# [SOLVED] Air vs. Water for my rig?



## EpicOwl (Feb 3, 2013)

Hello,

I just built a new rig with a Core i7 4790k, but as of right now I'm using the stock CPU cooler. My current case (NZXT Phantom 530) has many options when it comes to watercooling. I'm not looking to use a custom loop for my rig. I'm looking for a good balance between reliability, performance, and price. Should I go with air or water for my CPU cooler? What coolers do you recommend?


----------



## LMiller7 (Jun 21, 2010)

*Re: Air vs. Water for my rig?*

Under all but the most unusual situations (such as extreme overclocking) air cooling is quite adequate. Water cooling is more complex and there is the risk of a leak which could be disastrous for your computer.


----------



## Masterchiefxx17 (Feb 27, 2010)

*Re: Air vs. Water for my rig?*

I agree with LMiller. Stick with Air cooling, same performance and same cooling is offered without any risks.


----------



## Panther063 (Jul 13, 2009)

*Re: Air vs. Water for my rig?*

For reliability, performance and price stick to air cooling.
Liquid cooling has its benefits, such as space saving and appearance, but performance is comparable and it costs a lot more.
Top air coolers are Phanteks, Noctua and Xigmatek Dark Knight with 12 - 14 cm fans.


----------



## Tyree (May 10, 2009)

*Re: Air vs. Water for my rig?*

As above, stay with air. Liquid offers no real advantage for normal use/conditions.
The OEM coolers are fine if no OC is applied and OC'ing newer CPU's will gain little more than better benchmark scoring.


----------



## greenbrucelee (Apr 24, 2007)

*Re: Air vs. Water for my rig?*

I always overclock and I overclock as far as my chip will allow and I always use air cooling.


----------



## jaggerwild (May 21, 2007)

*Re: Air vs. Water for my rig?*

While I must say there are some awesome air coolers and huge ones, I have never killed one part with water. I use a separate PSU to test assembly so as not to power on the main board or anything else if water were to leak. Think that happened once, but it is as stated more costly, messy, time consuming, etc. I use a custom loop not pre built.
Only note I'd add about air cooling is it can only cool as far as the room temps, with good fans a little more. Unless you open the window in the winter time....


----------



## NAVSTER213 (Oct 2, 2014)

In my experience regarding water cooling its not worth the hassle, risk of leaks, tube kinking pump failure, maintenance.
Buy a top spec air cooler


----------



## REMA1 (Feb 3, 2010)

We have a Noctua nh d15 with a Intel 4770k with idle at 28-29 C and it is dead quiet.

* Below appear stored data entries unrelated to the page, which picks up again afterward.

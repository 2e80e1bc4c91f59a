//! DB Router - Shard Routing Module
//!
//! Routes DAO calls to a physical database and table derived from a
//! routing key carried by the call arguments.
//!
//! # Architecture
//!
//! ```text
//! DAO call (operation id, args)
//!     │
//!     ▼
//! ┌─────────────────────────┐
//! │   RoutingInterceptor    │  Resolves markers, hashes the key
//! │   (Which shard?)        │  and opens a routing scope
//! └───────────┬─────────────┘
//!             │ RoutingContext { db_key, tb_key }
//!             ▼
//! ┌─────────────────────────┐
//! │   DataSourceSelector    │  Picks pool `db<db_key>`
//! └───────────┬─────────────┘
//!             │
//!             ▼
//! ┌─────────────────────────┐
//! │     QueryRewriter       │  Suffixes the table with `_<tb_key>`
//! └─────────────────────────┘
//! ```
//!
//! # Example
//!
//! ```rust,ignore
//! use dbroute_router_core::{CallArgs, OperationMarkers, ShardRouter};
//!
//! let router = ShardRouter::new(config, "main");
//! router.register_type("UserMapper", OperationMarkers::routed().split_table(true));
//!
//! let user = router
//!     .around("UserMapper.queryById", &CallArgs::new().with("userId", "1000"), || async {
//!         let pool = router.resolve_pool();
//!         dao.query_by_id(&pool, "1000").await
//!     })
//!     .await?;
//! ```

// Core modules
mod error;
mod types;
mod args;
mod marker;

// Per-call routing state
pub mod context;

// Strategy module (contains all routing strategies)
mod strategy;

// Host hooks
mod interceptor;
mod selector;
mod rewriter;

// Facade
mod router;

// Re-exports: Error types
pub use error::{ErrorKind, RouterError};

// Re-exports: Core types
pub use types::RoutingDecision;
pub use args::{CallArgs, RouteKeySource};
pub use marker::{OperationMarkers, OperationRegistry, ResolvedOperation, RouteMarker, SplitMarker};
pub use context::RoutingContext;

// Re-exports: Strategy traits and implementations
pub use strategy::{HashRoutingStrategy, RoutingStrategy};

// Re-exports: Hooks
pub use interceptor::RoutingInterceptor;
pub use selector::{ConnectionHook, DataSourceSelector, DynamicDataSource};
pub use rewriter::{table_reference, BoundStatement, QueryRewriter, StatementHook};

// Re-exports: Router
pub use router::ShardRouter;

// Re-exports: Configuration
pub use dbroute_core::{ConfigError, HashFunction, RouterConfig, RouterSettings};
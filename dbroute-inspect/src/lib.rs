//! DB Router Inspect - Routing diagnostics
//!
//! Shows where a routing key lands under a given layout:
//! - the database index and pool identifier
//! - the table index and, optionally, the rewritten statement

use dbroute_core::RouterSettings;
use dbroute_router_core::{
    BoundStatement, CallArgs, OperationMarkers, RouterError, ShardRouter, StatementHook,
};
use serde::Serialize;
use tracing::info;

/// Synthetic operation every inspection runs under
const INSPECT_TYPE: &str = "Inspect";
const INSPECT_OPERATION: &str = "Inspect.route";

/// Where one routing key lands
#[derive(Debug, Clone, PartialEq, Eq, Serialize)]
pub struct Inspection {
    pub key: String,
    pub db_index: u32,
    pub tb_index: u32,
    pub pool: String,
    #[serde(skip_serializing_if = "Option::is_none")]
    pub sql: Option<String>,
}

/// Runs keys through the same hooks a DAO call would take
pub struct Inspector {
    router: ShardRouter,
}

impl Inspector {
    /// Create an inspector for a validated layout
    pub fn new(settings: &RouterSettings) -> Result<Self, RouterError> {
        let router = ShardRouter::from_settings(settings)?;
        router.register_type(INSPECT_TYPE, OperationMarkers::routed().split_table(true));

        info!(
            db_count = router.config().db_count(),
            tb_count = router.config().tb_count(),
            router_key = %router.config().router_key(),
            hash = %router.config().hash_function(),
            "Inspector ready"
        );

        Ok(Self { router })
    }

    pub fn router(&self) -> &ShardRouter {
        &self.router
    }

    /// Route `key` and, when given, rewrite `sql` for it
    pub async fn inspect(&self, key: &str, sql: Option<&str>) -> Result<Inspection, RouterError> {
        let args = CallArgs::new().with(self.router.config().router_key(), key);

        self.router
            .around(INSPECT_OPERATION, &args, || async {
                let decision = self.router.route(key)?;
                let pool = self.router.resolve_pool().into_owned();

                let sql = match sql {
                    Some(sql) => {
                        let mut statement = BoundStatement::new(INSPECT_OPERATION, sql);
                        self.router.before_prepare(&mut statement)?;
                        Some(statement.into_sql())
                    }
                    None => None,
                };

                Ok::<_, RouterError>(Inspection {
                    key: key.to_string(),
                    db_index: decision.db_index,
                    tb_index: decision.tb_index,
                    pool,
                    sql,
                })
            })
            .await
    }
}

Also running a Phantek PH - TC14PE (which competed against the Noctua nh-D14 an earlier model of the NH-d15) which I picked up cheap (equivalent to $40 approx and several online stores were selling them)*maybe* because Phantex might be bringing out a new model to put up against the Noctua NH DS 15 on an amd PII Phonem 965 Be ...again very quiet but noisier than the Noctua.

For the 4770K I had originally bought the Corsair H 100i closed liquid cooler which I sent back and having read on forums how long a claim took if one broke and that the manufacturer was not liable for any damage ...though Corsiar seemed to be helpful though very long winded in dealing with complaints ..I decided that Liquid on NEW PC parts DID NOT go together

happy with air....


----------